The industry has to look to mechanization as the only realistic option. Considering we have machines that can perform operations inside the human body, it is likely that we can develop machines that can help with harvesting. We have run a few pieces related to this subject, such as these:

Pundit’s Mailbag — Labor Shortages And Globalization Will Soon Lead To Mechanical Harvesting

Pundit’s Mailbag — Immigration

Compromise Immigration Bill Gets Another Chance

Pundit’s Mailbag — Paying More For Farm Labor

Looking For Clarity On Immigration Policy

The real problem is price. If labor prices are low, none of this mechanization makes sense. If the price of labor rises, all kinds of things are possible.

For society as a whole, there are big issues.

If we allow labor prices to rise, more agricultural production will be done outside the US. Is that OK?

Even more broadly, the immigration issue is less about immigration than about assimilation policies.

Many of the Republicans who oppose immigration really don’t. That is what the Friedman quote is really all about.

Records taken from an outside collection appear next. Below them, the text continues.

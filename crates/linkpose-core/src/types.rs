//! Enumerations shared by the frame, kinematics and view crates.

use serde::{Deserialize, Serialize};

// ---------------------------------------------------------------------------
// FrameType
// ---------------------------------------------------------------------------

/// Which frame set a frame belongs to.
#[derive(Debug, Clone, Copy, PartialEq, Eq, Hash, Serialize, Deserialize)]
#[serde(rename_all = "snake_case")]
pub enum FrameType {
    /// Frames expressed in the world (chain root) space.
    World,
    /// Frames expressed relative to the body's base link.
    Body,
    /// Frames attached to the target link (end side).
    Link,
}

impl FrameType {
    pub const ALL: [Self; 3] = [Self::World, Self::Body, Self::Link];

    /// Index into per-frame-type arrays.
    pub const fn index(self) -> usize {
        match self {
            Self::World => 0,
            Self::Body => 1,
            Self::Link => 2,
        }
    }
}

// ---------------------------------------------------------------------------
// CoordinateMode
// ---------------------------------------------------------------------------

/// How the target pose is presented to and entered by the operator.
#[derive(Debug, Clone, Copy, Default, PartialEq, Eq, Hash, Serialize, Deserialize)]
#[serde(rename_all = "snake_case")]
pub enum CoordinateMode {
    /// Base frame taken from the world frame set.
    #[default]
    World,
    /// Base frame taken from the body frame set, compensated by the base
    /// link's attitude.
    Body,
    /// Whatever base frame is currently selected, without switching frame
    /// type.
    Local,
}

impl CoordinateMode {
    /// Human-readable label for UI display.
    pub const fn label(self) -> &'static str {
        match self {
            Self::World => "World",
            Self::Body => "Body",
            Self::Local => "Local",
        }
    }

    /// Archive symbol.
    pub const fn symbol(self) -> &'static str {
        match self {
            Self::World => "world",
            Self::Body => "body",
            Self::Local => "local",
        }
    }

    pub fn from_symbol(symbol: &str) -> Option<Self> {
        match symbol {
            "world" => Some(Self::World),
            "body" => Some(Self::Body),
            "local" => Some(Self::Local),
            _ => None,
        }
    }

    /// Frame type the base frame combo draws from in this mode.
    pub const fn base_frame_type(self) -> FrameType {
        match self {
            Self::World => FrameType::World,
            Self::Body | Self::Local => FrameType::Body,
        }
    }
}

// ---------------------------------------------------------------------------
// TargetLinkType
// ---------------------------------------------------------------------------

/// Which links may become the positioning target when a link is picked.
#[derive(Debug, Clone, Copy, Default, PartialEq, Eq, Hash, Serialize, Deserialize)]
#[serde(rename_all = "snake_case")]
pub enum TargetLinkType {
    /// Any picked link.
    AnyLink,
    /// The body root link, or a link with preset IK.
    #[default]
    RootOrIkLink,
    /// Only links with preset IK.
    IkLink,
}

impl TargetLinkType {
    pub const fn label(self) -> &'static str {
        match self {
            Self::AnyLink => "Any links",
            Self::RootOrIkLink => "IK priority link and root link",
            Self::IkLink => "IK priority link",
        }
    }

    pub const fn symbol(self) -> &'static str {
        match self {
            Self::AnyLink => "any_link",
            Self::RootOrIkLink => "root_or_ik_link",
            Self::IkLink => "ik_link",
        }
    }

    pub fn from_symbol(symbol: &str) -> Option<Self> {
        match symbol {
            "any_link" => Some(Self::AnyLink),
            "root_or_ik_link" => Some(Self::RootOrIkLink),
            "ik_link" => Some(Self::IkLink),
            _ => None,
        }
    }
}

If we could be certain, as at the turn of the century, that people who came to the US would not be on public welfare or get free medical care, food assistance or other aid from the state… if we could be certain their children could be put into public schools where English is the only option and civics and citizenship courses are reflective of a great cultural self-confidence welcoming people to come — but insisting they come to be Americans — people’s attitudes toward immigration could change.

As long as we, as a society, are unable or unwilling to do that, then we have to expect that anti-immigration sentiment will run high and the logical reforms will be to open America to those who are already proven assets – say those with high education or cash.

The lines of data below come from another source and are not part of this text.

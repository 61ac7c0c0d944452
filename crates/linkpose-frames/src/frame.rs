//! A named rigid transform that can belong to a [`CoordinateFrameList`].
//!
//! Frames are shared through [`CoordinateFramePtr`] (`Rc<CoordinateFrame>`)
//! and mutated through `&self` setters. A frame's link to its owning list
//! is a weak back-reference: it never keeps the list alive, and once the
//! list is gone the frame is simply detached.
//!
//! [`CoordinateFrameList`]: crate::list::CoordinateFrameList

use std::cell::{Ref, RefCell};
use std::rc::{Rc, Weak};

use bitflags::bitflags;
use nalgebra::Isometry3;
use tracing::debug;

use linkpose_core::{GeneralId, Signal, Subscription};

use crate::list::{CoordinateFrameList, FrameListCore};

/// Shared handle to a frame.
pub type CoordinateFramePtr = Rc<CoordinateFrame>;

bitflags! {
    /// Which parts of a frame changed in an update notification.
    #[derive(Debug, Clone, Copy, PartialEq, Eq, Hash, Default)]
    pub struct UpdateFlags: u8 {
        const ID = 1 << 0;
        const MODE = 1 << 1;
        const NOTE = 1 << 2;
        const POSITION = 1 << 3;
    }
}

// ---------------------------------------------------------------------------
// FrameMode
// ---------------------------------------------------------------------------

/// How a frame's transform is interpreted.
#[derive(Debug, Clone, Copy, Default, PartialEq, Eq, Hash)]
pub enum FrameMode {
    /// Relative to the link the frame is attached to.
    #[default]
    Local,
    /// In the chain's root/world space regardless of nesting.
    Global,
}

impl FrameMode {
    /// Ordinal used by the persistence record.
    pub const fn ordinal(self) -> i64 {
        match self {
            Self::Local => 0,
            Self::Global => 1,
        }
    }

    pub const fn from_ordinal(ordinal: i64) -> Option<Self> {
        match ordinal {
            0 => Some(Self::Local),
            1 => Some(Self::Global),
            _ => None,
        }
    }
}

// ---------------------------------------------------------------------------
// CoordinateFrame
// ---------------------------------------------------------------------------

#[derive(Debug, Clone)]
struct FrameData {
    id: GeneralId,
    transform: Isometry3<f32>,
    mode: FrameMode,
    note: String,
    findable: bool,
}

/// Identifiable rigid transform with a mode, a note and update
/// notification.
#[derive(Debug)]
pub struct CoordinateFrame {
    data: RefCell<FrameData>,
    owner: RefCell<Weak<FrameListCore>>,
    sig_updated: Signal<UpdateFlags>,
}

impl CoordinateFrame {
    /// Detached identity frame with the default id (`0`).
    #[must_use]
    pub fn identity() -> CoordinateFramePtr {
        Self::new(GeneralId::default_id())
    }

    /// Detached identity frame with the given id.
    #[must_use]
    pub fn new(id: impl Into<GeneralId>) -> CoordinateFramePtr {
        Rc::new(Self::detached(id.into()))
    }

    /// Detached frame with the given id and transform.
    #[must_use]
    pub fn with_transform(id: impl Into<GeneralId>, transform: Isometry3<f32>) -> CoordinateFramePtr {
        let frame = Self::detached(id.into());
        frame.data.borrow_mut().transform = transform;
        Rc::new(frame)
    }

    /// Frame that names `list` as its owner without being a member of it.
    ///
    /// Used for frames that stand in for list content, e.g. a synthesized
    /// default frame. Uniqueness checks still consult the list.
    #[must_use]
    pub fn with_formal_owner(id: impl Into<GeneralId>, list: &CoordinateFrameList) -> CoordinateFramePtr {
        let frame = Self::detached(id.into());
        *frame.owner.borrow_mut() = list.downgrade();
        Rc::new(frame)
    }

    fn detached(id: GeneralId) -> Self {
        Self {
            data: RefCell::new(FrameData {
                id,
                transform: Isometry3::identity(),
                mode: FrameMode::Local,
                note: String::new(),
                findable: true,
            }),
            owner: RefCell::new(Weak::new()),
            sig_updated: Signal::new(),
        }
    }

    /// New detached frame with the same id, transform, mode, note and
    /// findability. Subscriptions are not copied.
    #[must_use]
    pub fn duplicate(&self) -> CoordinateFramePtr {
        Rc::new(Self {
            data: RefCell::new(self.data.borrow().clone()),
            owner: RefCell::new(Weak::new()),
            sig_updated: Signal::new(),
        })
    }

    // -- id -----------------------------------------------------------------

    pub fn id(&self) -> GeneralId {
        self.data.borrow().id.clone()
    }

    /// Change the id.
    ///
    /// Rejected (returns `false`, no mutation, no notification) when another
    /// member of the owning list already uses `id`. Detached frames accept
    /// any id. On success an [`UpdateFlags::ID`] notification is emitted.
    pub fn reset_id(&self, id: impl Into<GeneralId>) -> bool {
        let id = id.into();
        if let Some(owner) = self.owner.borrow().upgrade() {
            if owner.has_other_frame_with_id(self, &id) {
                debug!(%id, "frame id rejected: already used in the owning list");
                return false;
            }
        }
        self.data.borrow_mut().id = id;
        self.notify_update(UpdateFlags::ID);
        true
    }

    // -- mode ---------------------------------------------------------------

    pub fn mode(&self) -> FrameMode {
        self.data.borrow().mode
    }

    pub fn is_local(&self) -> bool {
        self.mode() == FrameMode::Local
    }

    pub fn is_global(&self) -> bool {
        self.mode() == FrameMode::Global
    }

    /// Set the mode and emit [`UpdateFlags::MODE`].
    pub fn set_mode(&self, mode: FrameMode) -> bool {
        self.data.borrow_mut().mode = mode;
        self.notify_update(UpdateFlags::MODE);
        true
    }

    /// Set the mode from its ordinal. Undefined ordinals are rejected
    /// without mutation or notification.
    pub fn set_mode_ordinal(&self, ordinal: i64) -> bool {
        match FrameMode::from_ordinal(ordinal) {
            Some(mode) => self.set_mode(mode),
            None => {
                debug!(ordinal, "frame mode rejected");
                false
            }
        }
    }

    // -- position -----------------------------------------------------------

    pub fn position(&self) -> Isometry3<f32> {
        self.data.borrow().transform
    }

    /// Alias of [`position`](Self::position).
    pub fn transform(&self) -> Isometry3<f32> {
        self.position()
    }

    /// Set the transform and emit [`UpdateFlags::POSITION`].
    pub fn set_position(&self, transform: Isometry3<f32>) {
        self.data.borrow_mut().transform = transform;
        self.notify_update(UpdateFlags::POSITION);
    }

    // -- note ---------------------------------------------------------------

    pub fn note(&self) -> Ref<'_, str> {
        Ref::map(self.data.borrow(), |d| d.note.as_str())
    }

    /// Set the note. Notes are often edited in bulk, so
    /// [`UpdateFlags::NOTE`] is only emitted when `do_notify` is set.
    pub fn set_note(&self, note: impl Into<String>, do_notify: bool) {
        self.data.borrow_mut().note = note.into();
        if do_notify {
            self.notify_update(UpdateFlags::NOTE);
        }
    }

    // -- findability --------------------------------------------------------

    /// Whether the frame is offered in pick lists.
    pub fn is_findable(&self) -> bool {
        self.data.borrow().findable
    }

    pub fn set_findable(&self, on: bool) {
        self.data.borrow_mut().findable = on;
    }

    // -- ownership ----------------------------------------------------------

    /// Whether the owning list is still alive.
    pub fn has_owner(&self) -> bool {
        self.owner.borrow().strong_count() > 0
    }

    /// Whether this frame belongs (or formally belongs) to `list`.
    pub fn is_owned_by(&self, list: &CoordinateFrameList) -> bool {
        self.owner
            .borrow()
            .upgrade()
            .is_some_and(|owner| list.is_core(&owner))
    }

    /// Other members of the owning list, in list order. Empty when
    /// detached.
    pub fn siblings(&self) -> Vec<CoordinateFramePtr> {
        self.owner
            .borrow()
            .upgrade()
            .map(|owner| owner.frames_except(self))
            .unwrap_or_default()
    }

    pub(crate) fn set_owner(&self, owner: Weak<FrameListCore>) {
        *self.owner.borrow_mut() = owner;
    }

    pub(crate) fn clear_owner(&self) {
        *self.owner.borrow_mut() = Weak::new();
    }

    pub(crate) fn owner_core(&self) -> Option<Rc<FrameListCore>> {
        self.owner.borrow().upgrade()
    }

    // -- notification -------------------------------------------------------

    /// Subscribe to update notifications.
    pub fn connect_updated(&self, handler: impl Fn(&UpdateFlags) + 'static) -> Subscription {
        self.sig_updated.connect(handler)
    }

    /// Emit an update with the given flags.
    pub fn notify_update(&self, flags: UpdateFlags) {
        self.sig_updated.emit(&flags);
    }
}

// ---------------------------------------------------------------------------
// Tests
// ---------------------------------------------------------------------------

There are lots of politics that are playing out. The Democrats want legalization of what are likely to be Democratic voters; the Republicans don’t want to be seen as anti-Latino, and that has driven the immigration bill to date.

The Republicans in the House, though, mostly have very safe districts. Look at the recent by-election in South Carolina, where former Governor Sanford won back his old House seat despite having been disgraced. So these big political issues will affect the House less, which just might encourage attention to the details of the bill. This is not a bad thing, as speeding locomotives have their place, but not in producing thoughtful legislation.